Google se enfrenta a un mayor escrutinio en la Unión Europea por su dominio en el mercado de la publicidad digital.
En un comunicado, el Consejo Europeo de Editores (EPC, por sus siglas en inglés) presentó una queja el 11 de febrero en donde pide a la Comisión Europea responsabilizar a la empresa por su conducta anticompetitiva y que le imponga soluciones que reparen el daño que ha causado a los ingresos de editores de prensa, así como al gasto de anunciantes y consumidores.
“Google ha logrado el control extremo de la cadena de valor de la tecnología publicitaria, con cuotas de mercado de hasta el 90 al 100 por ciento”, dijo Christian Van Thillo, presidente de EPC.
Los miembros de EPC alegan que desde que Google compró la empresa de publicidad en línea DoubleClick por más de 3 mil millones de dólares en 2008, el gigante de Internet ha monopolizado la publicidad digital abusando de su posición como comprador y vendedor en las mismas transacciones, al mismo tiempo que opera las subastas de anuncios en Internet.
El presidente del Consejo considera que la queja “es una oportunidad única” para que la Comisión Europea tome medidas contra Google que realmente cambien su comportamiento, después de que la empresa “se ha salido con la suya pagando sanciones menores” que no brindan ningún impacto sustancial para financiar “una prensa libre y pluralista”.
En respuesta a las acusaciones, Google dijo que compite con otros miles de proveedores cuando se trata de tecnología publicitaria.
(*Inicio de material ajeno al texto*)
//! Probability fusion
//!
//! Pairs the basic and advanced estimates by match id, combines them under a
//! weighting policy, normalizes, and makes the discrete call. Strength
//! scalars from the optional auxiliary source are attached untouched.

use serde::{Deserialize, Serialize};
use std::collections::{BTreeMap, HashMap, HashSet};
use tracing::{debug, warn};

use super::weighting::{WeightingPolicy, DEFAULT_BASIC_DISCOUNT};
use crate::domain::{
    AuxiliaryRecord, FusedMatchResult, MatchProbabilityRecord, SourceProbabilities,
};
use crate::error::{PoolcastError, Result};

/// Which input document a record belongs to
#[derive(Debug, Clone, Copy, PartialEq, Eq, Serialize, Deserialize)]
#[serde(rename_all = "snake_case")]
pub enum SourceRole {
    Basic,
    Advanced,
    Auxiliary,
}

impl SourceRole {
    pub fn as_str(&self) -> &'static str {
        match self {
            Self::Basic => "basic",
            Self::Advanced => "advanced",
            Self::Auxiliary => "auxiliary",
        }
    }
}

/// Non-fatal conditions met during a fusion run
#[derive(Debug, Clone, PartialEq, Eq, Serialize, Deserialize)]
#[serde(tag = "kind", rename_all = "snake_case")]
pub enum FusionWarning {
    /// A match in one mandatory source has no counterpart in the other
    UnmatchedRecord {
        match_id: String,
        missing_from: SourceRole,
    },
    /// Auxiliary data was supplied but has nothing for this match
    MissingAuxiliary { match_id: String },
    /// Auxiliary document was supplied with no records
    EmptyAuxiliary,
}

impl std::fmt::Display for FusionWarning {
    fn fmt(&self, f: &mut std::fmt::Formatter<'_>) -> std::fmt::Result {
        match self {
            Self::UnmatchedRecord {
                match_id,
                missing_from,
            } => write!(f, "match {match_id} missing from {} source", missing_from.as_str()),
            Self::MissingAuxiliary { match_id } => {
                write!(f, "no auxiliary record for match {match_id}")
            }
            Self::EmptyAuxiliary => write!(f, "auxiliary source is empty"),
        }
    }
}

/// Output of one fusion run
#[derive(Debug, Clone, Default)]
pub struct FusionRun {
    pub results: Vec<FusedMatchResult>,
    pub warnings: Vec<FusionWarning>,
}

/// Stateless fusion under a fixed weighting policy
#[derive(Debug, Clone, Copy)]
pub struct FusionEngine {
    policy: WeightingPolicy,
    basic_discount: f64,
}

impl Default for FusionEngine {
    fn default() -> Self {
        Self::new(WeightingPolicy::default(), DEFAULT_BASIC_DISCOUNT)
    }
}

impl FusionEngine {
    pub fn new(policy: WeightingPolicy, basic_discount: f64) -> Self {
        Self {
            policy,
            basic_discount,
        }
    }

    pub fn policy(&self) -> WeightingPolicy {
        self.policy
    }

    pub fn basic_discount(&self) -> f64 {
        self.basic_discount
    }

    /// Fuse the two mandatory sources and the optional auxiliary one.
    ///
    /// Output follows the order of `basic`. Basic matches without an advanced
    /// counterpart are skipped with a warning.
    pub fn fuse(
        &self,
        basic: &[MatchProbabilityRecord],
        advanced: &[MatchProbabilityRecord],
        auxiliary: Option<&[AuxiliaryRecord]>,
    ) -> Result<FusionRun> {
        if basic.is_empty() {
            return Err(PoolcastError::EmptyInput("basic source has no matches".into()));
        }
        if advanced.is_empty() {
            return Err(PoolcastError::EmptyInput("advanced source has no matches".into()));
        }

        let mut run = FusionRun::default();

        let advanced_by_id = index_first(advanced.iter().map(|r| (r.match_id.as_str(), r)));
        let auxiliary_by_id = match auxiliary {
            Some([]) => {
                warn!("auxiliary source is empty, fusing without strength data");
                run.warnings.push(FusionWarning::EmptyAuxiliary);
                None
            }
            Some(records) => Some(index_first(records.iter().map(|r| (r.match_id.as_str(), r)))),
            None => {
                debug!("no auxiliary source supplied");
                None
            }
        };

        for record in basic {
            let Some(counterpart) = advanced_by_id.get(record.match_id.as_str()) else {
                warn!(
                    match_id = %record.match_id,
                    home = %record.home_team,
                    away = %record.away_team,
                    "match missing from advanced source, skipping"
                );
                run.warnings.push(FusionWarning::UnmatchedRecord {
                    match_id: record.match_id.clone(),
                    missing_from: SourceRole::Advanced,
                });
                continue;
            };

            let auxiliary = auxiliary_by_id.as_ref().and_then(|idx| {
                let found = idx.get(record.match_id.as_str()).map(|aux| aux.scalars.clone());
                if found.is_none() {
                    warn!(match_id = %record.match_id, "no auxiliary record for match");
                    run.warnings.push(FusionWarning::MissingAuxiliary {
                        match_id: record.match_id.clone(),
                    });
                }
                found
            });

            run.results.push(self.fuse_match(record, counterpart, auxiliary));
        }

        let basic_ids: HashSet<&str> = basic.iter().map(|r| r.match_id.as_str()).collect();
        for record in advanced {
            if !basic_ids.contains(record.match_id.as_str()) {
                warn!(match_id = %record.match_id, "match missing from basic source");
                run.warnings.push(FusionWarning::UnmatchedRecord {
                    match_id: record.match_id.clone(),
                    missing_from: SourceRole::Basic,
                });
            }
        }

        debug!(
            fused = run.results.len(),
            warnings = run.warnings.len(),
            policy = %self.policy,
            "fusion complete"
        );

        Ok(run)
    }

    fn fuse_match(
        &self,
        basic: &MatchProbabilityRecord,
        advanced: &MatchProbabilityRecord,
        auxiliary: Option<BTreeMap<String, serde_json::Value>>,
    ) -> FusedMatchResult {
        let combined =
            self.policy
                .combine(&basic.probabilities, &advanced.probabilities, self.basic_discount);
        let fused = combined.normalized();

        FusedMatchResult {
            match_id: basic.match_id.clone(),
            league: basic.league.clone(),
            home_team: basic.home_team.clone(),
            away_team: basic.away_team.clone(),
            kickoff: basic.kickoff.clone(),
            source_probabilities: SourceProbabilities {
                basic: basic.probabilities,
                advanced: advanced.probabilities,
            },
            fused_probabilities: fused,
            outcome: fused.outcome(),
            auxiliary,
        }
    }
}

/// Index by id, keeping the first record when ids repeat
fn index_first<'a, T>(items: impl Iterator<Item = (&'a str, &'a T)>) -> HashMap<&'a str, &'a T> {
    let mut index = HashMap::new();
    for (id, item) in items {
        index.entry(id).or_insert(item);
    }
    index
}

#[cfg(test)]
mod tests {
    use super::*;
    use crate::domain::{Outcome, ProbabilityTriple};
    use serde_json::json;

    fn record(id: &str, win: f64, draw: f64, loss: f64) -> MatchProbabilityRecord {
        MatchProbabilityRecord {
            match_id: id.to_string(),
            league: "EPL".to_string(),
            home_team: format!("home-{id}"),
            away_team: format!("away-{id}"),
            kickoff: "2026-02-01 20:00".to_string(),
            probabilities: ProbabilityTriple::new(win, draw, loss),
        }
    }

    fn aux(id: &str) -> AuxiliaryRecord {
        AuxiliaryRecord {
            match_id: id.to_string(),
            scalars: BTreeMap::from([("home_strength".to_string(), json!(3.2))]),
        }
    }

    #[test]
    fn test_empty_basic_is_error() {
        let err = FusionEngine::default()
            .fuse(&[], &[record("1", 0.5, 0.3, 0.2)], None)
            .unwrap_err();
        assert!(matches!(err, PoolcastError::EmptyInput(_)));
    }

    #[test]
    fn test_empty_advanced_is_error() {
        let err = FusionEngine::default()
            .fuse(&[record("1", 0.5, 0.3, 0.2)], &[], None)
            .unwrap_err();
        assert!(matches!(err, PoolcastError::EmptyInput(_)));
    }

    #[test]
    fn test_discounted_end_to_end() {
        let engine = FusionEngine::new(WeightingPolicy::DiscountedBasic, 0.8);
        let run = engine
            .fuse(
                &[record("1", 0.50, 0.30, 0.20)],
                &[record("1", 0.10, 0.05, 0.05)],
                None,
            )
            .unwrap();

        let fused = &run.results[0];
        assert!((fused.fused_probabilities.win - 0.50).abs() < 1e-9);
        assert!((fused.fused_probabilities.draw - 0.29).abs() < 1e-9);
        assert!((fused.fused_probabilities.loss - 0.21).abs() < 1e-9);
        assert_eq!(fused.outcome, Outcome::HomeWin);
        assert_eq!(
            fused.source_probabilities.basic,
            ProbabilityTriple::new(0.50, 0.30, 0.20)
        );
        assert!(run.warnings.is_empty());
    }

    #[test]
    fn test_degenerate_sources_give_uniform_home_win() {
        let run = FusionEngine::default()
            .fuse(&[record("1", 0.0, 0.0, 0.0)], &[record("1", 0.0, 0.0, 0.0)], None)
            .unwrap();
        assert_eq!(run.results[0].fused_probabilities, ProbabilityTriple::UNIFORM);
        assert_eq!(run.results[0].outcome, Outcome::HomeWin);
    }

    #[test]
    fn test_unmatched_basic_is_skipped_with_warning() {
        let run = FusionEngine::default()
            .fuse(
                &[record("101", 0.5, 0.3, 0.2), record("102", 0.2, 0.3, 0.5)],
                &[record("102", 0.1, 0.1, 0.3)],
                None,
            )
            .unwrap();

        assert_eq!(run.results.len(), 1);
        assert_eq!(run.results[0].match_id, "102");
        assert_eq!(run.results[0].outcome, Outcome::AwayWin);
        assert_eq!(
            run.warnings,
            vec![FusionWarning::UnmatchedRecord {
                match_id: "101".into(),
                missing_from: SourceRole::Advanced,
            }]
        );
    }

    #[test]
    fn test_advanced_only_match_is_reported() {
        let run = FusionEngine::default()
            .fuse(
                &[record("1", 0.5, 0.3, 0.2)],
                &[record("1", 0.5, 0.3, 0.2), record("9", 0.5, 0.3, 0.2)],
                None,
            )
            .unwrap();
        assert_eq!(run.results.len(), 1);
        assert!(run.warnings.contains(&FusionWarning::UnmatchedRecord {
            match_id: "9".into(),
            missing_from: SourceRole::Basic,
        }));
    }

    #[test]
    fn test_auxiliary_attached_verbatim() {
        let auxiliary = [aux("1")];
        let run = FusionEngine::default()
            .fuse(
                &[record("1", 0.5, 0.3, 0.2), record("2", 0.3, 0.3, 0.4)],
                &[record("1", 0.5, 0.3, 0.2), record("2", 0.3, 0.3, 0.4)],
                Some(&auxiliary),
            )
            .unwrap();

        let first = run.results[0].auxiliary.as_ref().unwrap();
        assert_eq!(first.get("home_strength"), Some(&json!(3.2)));
        assert!(run.results[1].auxiliary.is_none());
        assert_eq!(
            run.warnings,
            vec![FusionWarning::MissingAuxiliary {
                match_id: "2".into()
            }]
        );
    }

    #[test]
    fn test_empty_auxiliary_is_a_warning() {
        let run = FusionEngine::default()
            .fuse(&[record("1", 0.5, 0.3, 0.2)], &[record("1", 0.5, 0.3, 0.2)], Some(&[]))
            .unwrap();
        assert_eq!(run.results.len(), 1);
        assert!(run.results[0].auxiliary.is_none());
        assert_eq!(run.warnings, vec![FusionWarning::EmptyAuxiliary]);
    }

    #[test]
    fn test_policies_can_disagree() {
        // Basic favors home, advanced favors away; the discount flips the call.
        let basic = [record("1", 0.60, 0.30, 0.10)];
        let advanced = [record("1", 0.10, 0.35, 0.55)];

        let unweighted = FusionEngine::new(WeightingPolicy::UnweightedSum, 0.8)
            .fuse(&basic, &advanced, None)
            .unwrap();
        let discounted = FusionEngine::new(WeightingPolicy::DiscountedBasic, 0.8)
            .fuse(&basic, &advanced, None)
            .unwrap();

        assert_eq!(unweighted.results[0].outcome, Outcome::HomeWin);
        assert_eq!(discounted.results[0].outcome, Outcome::AwayWin);
    }

    #[test]
    fn test_fused_triples_sum_to_one() {
        let basic: Vec<_> = (0..14)
            .map(|i| record(&i.to_string(), 0.1 + i as f64 * 0.03, 0.27, 0.61 - i as f64 * 0.02))
            .collect();
        let advanced: Vec<_> = (0..14)
            .map(|i| record(&i.to_string(), 0.33, 0.2 + i as f64 * 0.01, 0.4))
            .collect();

        for policy in [WeightingPolicy::UnweightedSum, WeightingPolicy::DiscountedBasic] {
            let run = FusionEngine::new(policy, 0.8)
                .fuse(&basic, &advanced, None)
                .unwrap();
            assert_eq!(run.results.len(), 14);
            for r in &run.results {
                assert!((r.fused_probabilities.sum() - 1.0).abs() < 1e-9);
            }
        }
    }
}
Agregó que cuando los editores eligen sus herramientas “se quedan con la mayoría de los ingresos”, que ascienden a los miles de millones de dólares y que van directamente a las manos de los editores.
Google también se enfrenta a los hallazgos y demandas de una serie de autoridades de competencia de todo el mundo incluyendo a Francia, Reino Unido, Australia y Estados Unidos.
¿Qué es la tecnología de publicidad digital?
Anteriormente, los espacios publicitarios se vendían a través de negociaciones bilaterales entre el medio y los anunciantes. Pero a medida que el consumo de noticias se ha pasado a lo digital, la publicidad en línea se compra y vende de forma automatizada bajo subastas impulsadas por algoritmos complejos que ocurren en tiempo real, mientras se carga una página web.
Los anuncios digitales pueden ser imágenes, videos o ventanas emergentes que aparecen mientras se navega por el contenido de una página web, una aplicación o en las pausas en videos de YouTube. Se aplica tanto para una computadora como en un dispositivo móvil.
La cadena de valor de la tecnología publicitaria está conformada por diversos proveedores que capturan el espacio entre los editores de prensa y los anunciantes, incluidos los servidores de venta de anuncios de los editores y las plataformas de compra de anuncios.
La suite de herramientas de publicidad de Google actúa como intermediario entre editores y anunciantes cobrando una comisión del 30 por ciento por las transacciones de anuncios. Al igual que en el segmento de tiendas de aplicaciones, los editores del EPC consideran que la falta de competencia afecta las tarifas, lo que se traduce en precios más altos para los consumidores, retraso en la innovación y empeoramiento en la calidad del servicio.
Por ahora, no se tiene certeza de que la queja de los editores provoque cambios significativos en la regulación de los servicios de publicidad de Google en Europa. Sin embargo, es posible que la empresa haga algunas modificaciones con tal de minimizar posibles sanciones por parte de la autoridad antimonopolio de la Unión Europea.
Después de todo, la publicidad digital sigue siendo el gran pilar de las finanzas de Google. En el cuarto trimestre de 2021, la empresa matriz, Alphabet, reportó que el 81 por ciento de sus ingresos provenía del negocio de anuncios en línea.